■ MATERIAL PROVIDED:
.....

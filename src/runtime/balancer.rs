//! Assignment of accepted connections to event loops.

use crate::options::LoadBalancing;
use crate::runtime::listener::SockAddr;
use std::net::IpAddr;
use std::sync::Arc;

/// Anything that can report how many connections it holds.
pub(crate) trait LoopLoad {
    fn load(&self) -> usize;
}

impl<T: LoopLoad + ?Sized> LoopLoad for Arc<T> {
    fn load(&self) -> usize {
        (**self).load()
    }
}

/// Picks the loop for each new connection. Used only by the acceptor thread.
#[derive(Debug)]
pub(crate) struct Balancer {
    strategy: LoadBalancing,
    next: usize,
}

impl Balancer {
    pub fn new(strategy: LoadBalancing) -> Self {
        Self { strategy, next: 0 }
    }

    /// Index into `loops` for a connection from `remote`.
    ///
    /// `loops` must not be empty.
    pub fn select<L: LoopLoad>(&mut self, remote: &SockAddr, loops: &[L]) -> usize {
        let n = loops.len();
        if n <= 1 {
            return 0;
        }
        match self.strategy {
            LoadBalancing::RoundRobin => {
                let index = self.next % n;
                self.next = (index + 1) % n;
                index
            }
            // Ties go to the lowest index.
            LoadBalancing::LeastConnections => loops
                .iter()
                .enumerate()
                .min_by_key(|(_, l)| l.load())
                .map(|(i, _)| i)
                .unwrap_or(0),
            LoadBalancing::SourceAddrHash => fnv1a32(&peer_key(remote)) as usize % n,
        }
    }
}

/// Bytes that identify a peer: its IP for inet sockets, so every
/// connection from one host lands on the same loop.
fn peer_key(remote: &SockAddr) -> Vec<u8> {
    match remote {
        SockAddr::Inet(addr) => match addr.ip() {
            IpAddr::V4(ip) => ip.octets().to_vec(),
            IpAddr::V6(ip) => ip.octets().to_vec(),
        },
        SockAddr::Unix(_) => remote.to_string().into_bytes(),
    }
}

/// 32-bit FNV-1a.
fn fnv1a32(data: &[u8]) -> u32 {
    const OFFSET_BASIS: u32 = 0x811c_9dc5;
    const PRIME: u32 = 0x0100_0193;
    data.iter().fold(OFFSET_BASIS, |hash, &b| {
        (hash ^ u32::from(b)).wrapping_mul(PRIME)
    })
}
//! Delimiter-terminated framing.

use super::{Codec, Decoded};
use crate::error::CodecError;
use bytes::{BufMut, Bytes, BytesMut};

/// Frames terminated by a single delimiter byte.
///
/// The delimiter is stripped on decode and appended on encode.
#[derive(Debug, Clone, Copy)]
pub struct DelimiterCodec {
    delimiter: u8,
    strip_cr: bool,
}

impl DelimiterCodec {
    pub fn new(delimiter: u8) -> Self {
        Self {
            delimiter,
            strip_cr: false,
        }
    }

    pub fn delimiter(&self) -> u8 {
        self.delimiter
    }
}

impl Codec for DelimiterCodec {
    fn encode(&self, payload: &[u8]) -> Result<Bytes, CodecError> {
        let mut out = BytesMut::with_capacity(payload.len() + 1);
        out.put_slice(payload);
        out.put_u8(self.delimiter);
        Ok(out.freeze())
    }

    fn decode(&self, input: &[u8]) -> Result<Decoded, CodecError> {
        let Some(pos) = input.iter().position(|&b| b == self.delimiter) else {
            return Ok(Decoded::Incomplete);
        };

        let mut end = pos;
        if self.strip_cr && end > 0 && input[end - 1] == b'\r' {
            end -= 1;
        }

        Ok(Decoded::Frame {
            frame: Bytes::copy_from_slice(&input[..end]),
            consumed: pos + 1,
        })
    }
}

/// Line framing: `\n`-terminated, with an optional `\r` before it.
#[derive(Debug, Clone, Copy)]
pub struct LineCodec(DelimiterCodec);

impl LineCodec {
    pub fn new() -> Self {
        Self(DelimiterCodec {
            delimiter: b'\n',
            strip_cr: true,
        })
    }
}

impl Default for LineCodec {
    fn default() -> Self {
        Self::new()
    }
}

impl Codec for LineCodec {
    fn encode(&self, payload: &[u8]) -> Result<Bytes, CodecError> {
        self.0.encode(payload)
    }

    fn decode(&self, input: &[u8]) -> Result<Decoded, CodecError> {
        self.0.decode(input)
    }
}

.....

From the data above, report how many lines include the string "SockAddr". The number alone will do.

5